Subclustering Analysis (Optional)

Overview

Subclustering analysis is a powerful technique for studying specific cell populations in greater detail. This feature allows you to analyze subclustered populations, such as T cells or fibroblasts, after initial CASSIA annotation.

Quick Start

CASSIA.runCASSIA_subclusters(
    marker = subcluster_results,
    major_cluster_info = "cd8 t cell",
    output_name = "subclustering_results",
    model = "anthropic/claude-sonnet-4.5",
    provider = "openrouter"
)
Python

Input

Workflow Summary

  1. Initial CASSIA analysis on full dataset
  2. Subcluster extraction and processing (using Seurat or Scanpy)
  3. Marker identification for subclusters
  4. CASSIA subclustering analysis
  5. Uncertainty assessment (optional)

Required Input

  • Marker genes: DataFrame or file path containing marker genes for each subcluster (output from FindAllMarkers in Seurat or sc.tl.rank_genes_groups in Scanpy)

We recommend applying the default CASSIA first.

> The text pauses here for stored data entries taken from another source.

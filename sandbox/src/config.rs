use {
    crate::camera::Camera,
    eyre::{Report, WrapErr},
    nalgebra as na,
    std::path::{Path, PathBuf},
};

#[derive(Clone, Debug, serde::Deserialize)]
pub struct SandboxConfig {
    #[serde(default)]
    pub camera: CameraConfig,

    /// Number of frames to run.
    #[serde(default = "default_frames")]
    pub frames: usize,

    /// Bone clicked on the first frame.
    #[serde(default = "default_select")]
    pub select: Option<String>,

    /// World-space offset the gizmo is dragged by every frame.
    #[serde(default = "default_drag")]
    pub drag: [f32; 3],
}

impl Default for SandboxConfig {
    fn default() -> Self {
        SandboxConfig {
            camera: CameraConfig::default(),
            frames: default_frames(),
            select: default_select(),
            drag: default_drag(),
        }
    }
}

impl SandboxConfig {
    pub fn load_default() -> Result<Self, Report> {
        let path = std::env::var("OSSA_SANDBOX_CONFIG_PATH")
            .map(PathBuf::from)
            .unwrap_or_else(|_| PathBuf::from("./sandbox.ron"));

        if !path.exists() {
            return Ok(SandboxConfig::default());
        }

        Self::load(&path)
    }

    #[tracing::instrument]
    pub fn load(path: &Path) -> Result<Self, Report> {
        let file = std::fs::File::open(path).wrap_err_with(|| {
            format!("Failed to open sandbox config '{}'", path.display())
        })?;
        Ok(ron::de::from_reader(file)?)
    }
}

#[derive(Clone, Copy, Debug, serde::Deserialize)]
#[serde(untagged)]
pub enum CameraConfig {
    Perspective {
        #[serde(default = "default_fovy")]
        fovy: f32,
        #[serde(default = "default_znear")]
        znear: f32,
        #[serde(default = "default_zfar")]
        zfar: f32,
        #[serde(default = "default_distance")]
        distance: f32,
    },
}

impl Default for CameraConfig {
    fn default() -> Self {
        CameraConfig::Perspective {
            fovy: default_fovy(),
            znear: default_znear(),
            zfar: default_zfar(),
            distance: default_distance(),
        }
    }
}

impl CameraConfig {
    /// Camera looking at `focus` from the front.
    pub fn into_camera(
        self,
        viewport: na::Vector2<f32>,
        focus: na::Point3<f32>,
    ) -> Camera {
        match self {
            CameraConfig::Perspective {
                fovy,
                znear,
                zfar,
                distance,
            } => Camera::new(
                na::Perspective3::new(
                    viewport.x / viewport.y,
                    fovy,
                    znear,
                    zfar,
                ),
                focus + na::Vector3::new(0.0, 0.0, distance),
                focus,
                viewport,
            ),
        }
    }
}

fn default_frames() -> usize {
    3
}

fn default_select() -> Option<String> {
    Some("j_te_r".to_owned())
}

fn default_drag() -> [f32; 3] {
    [0.0, 0.05, 0.0]
}

fn default_fovy() -> f32 {
    std::f32::consts::PI / 3.0
}

fn default_znear() -> f32 {
    0.1
}

fn default_zfar() -> f32 {
    1000.
}

fn default_distance() -> f32 {
    3.0
}
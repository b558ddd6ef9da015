mod camera;
mod config;
mod headless;
mod puppet;

use {
    crate::{
        config::SandboxConfig,
        headless::{DragGizmo, LogCanvas, ScriptedClick},
        puppet::Puppet,
    },
    color_eyre::Report,
    eyre::WrapErr,
    nalgebra as na,
    ossa::{
        Config, GizmoSlot, Locale, OverlayContext, Registry, SkeletonOverlay,
        Target,
    },
    tracing_subscriber::{
        layer::SubscriberExt as _, util::SubscriberInitExt as _, EnvFilter,
    },
};

fn main() -> Result<(), Report> {
    tracing_subscriber::registry()
        .with(
            EnvFilter::try_from_default_env()
                .unwrap_or_else(|_| EnvFilter::new("info")),
        )
        .with(tracing_subscriber::fmt::layer())
        .with(tracing_error::ErrorLayer::default())
        .init();

    color_eyre::install()?;

    let config = Config::load_default().wrap_err("Failed to load overlay config")?;
    let sandbox = SandboxConfig::load_default().wrap_err("Failed to load sandbox config")?;
    tracing::info!("Config loaded");

    let registry = Registry::builtin()?;
    let locale = Locale::new();
    let overlay = SkeletonOverlay::new(&registry, &locale);

    let mut puppet = Puppet::new()?;

    let select = match &sandbox.select {
        Some(name) => {
            let key = puppet.find(name);
            if key.is_none() {
                tracing::warn!("Bone '{}' is not in the puppet", name);
            }
            key
        }
        None => None,
    };

    let camera = sandbox.camera.into_camera(
        na::Vector2::new(1920.0, 1080.0),
        na::Point3::new(0.0, 1.0, 0.0),
    );
    let mut canvas = LogCanvas::default();
    let mut selection = ScriptedClick::new(select);
    let mut gizmos = GizmoSlot::new(DragGizmo::new(na::Vector3::from(sandbox.drag)));

    for frame in 0..sandbox.frames {
        let stats = overlay.draw(
            &config,
            Some(&mut puppet),
            OverlayContext {
                projector: &camera,
                canvas: &mut canvas,
                selection: &mut selection,
                gizmos: &mut gizmos,
            },
        );

        tracing::info!(
            "Frame {}: {} partials ({} skipped), {} bones, {} connectors",
            frame,
            stats.partials,
            stats.skipped_partials,
            stats.bones,
            stats.connectors,
        );
    }

    for category in registry.displayed() {
        tracing::info!("Category '{}' is displayed", category.name());
    }

    if let Some(key) = gizmos.owner() {
        let transform = puppet
            .pose(key.partial, ossa::skeleton::POSE_LAYER)
            .and_then(|pose| pose.get(key.bone));

        if let Some(transform) = transform {
            tracing::info!(
                "Bone {:?} ends at {:?}",
                key,
                transform.translation.as_slice()
            );
        }
    }

    tracing::info!("{} lines drawn", canvas.lines);
    Ok(())
}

Then, on a target cluster, apply standard pipelines (Seurat/Scanpy) to subcluster and get marker results.

Parameters

Required Parameters

ParameterDescription
markerMarker genes for the subclusters (DataFrame or file path)
major_cluster_infoDescription of the parent cluster or context (e.g., "CD8+ T cells" or "cd8 t cell mixed with other celltypes")
output_nameBase name for the output CSV file
modelLLM model to use
providerAPI provider

Optional Parameters

ParameterDefaultDescription
temperature0Sampling temperature (0-1)
n_genes50Number of top marker genes to use

Uncertainty Assessment Functions

For more confident results, calculate consistency scores (CS) using multiple iterations:

runCASSIA_n_subcluster() - Run multiple annotation iterations:

CASSIA.runCASSIA_n_subcluster(
    n=5,
    marker=subcluster_results,
    major_cluster_info="cd8 t cell",
    base_output_name="subclustering_results_n",
    model="anthropic/claude-sonnet-4.5",
    temperature=0,
    provider="openrouter",
    max_workers=5,
    n_genes=50
)
Python
ParameterDescription
nNumber of iterations to run
base_output_nameBase name for output files (appended with iteration number)
max_workersNumber of parallel workers

runCASSIA_similarity_score_batch() - Calculate similarity scores across iterations:

CASSIA.runCASSIA_similarity_score_batch(
    marker = subcluster_results,
    file_pattern = "subclustering_results_n_*.csv",
    output_name = "subclustering_uncertainty",
    max_workers = 6,
    model = "anthropic/claude-sonnet-4.5",
    provider = "openrouter",
    main_weight = 0.5,
    sub_weight = 0.5
)
Python
ParameterDefaultDescription
file_pattern-Glob pattern matching iteration result files
main_weight0.5Weight for main cell type similarity
sub_weight0.5Weight for subtype similarity

Output

FileDescription
{output_name}.csvBasic CASSIA analysis results
{output_name}.htmlHTML report with visualizations
{output_name}_uncertainty.csvSimilarity scores (if uncertainty assessment is performed)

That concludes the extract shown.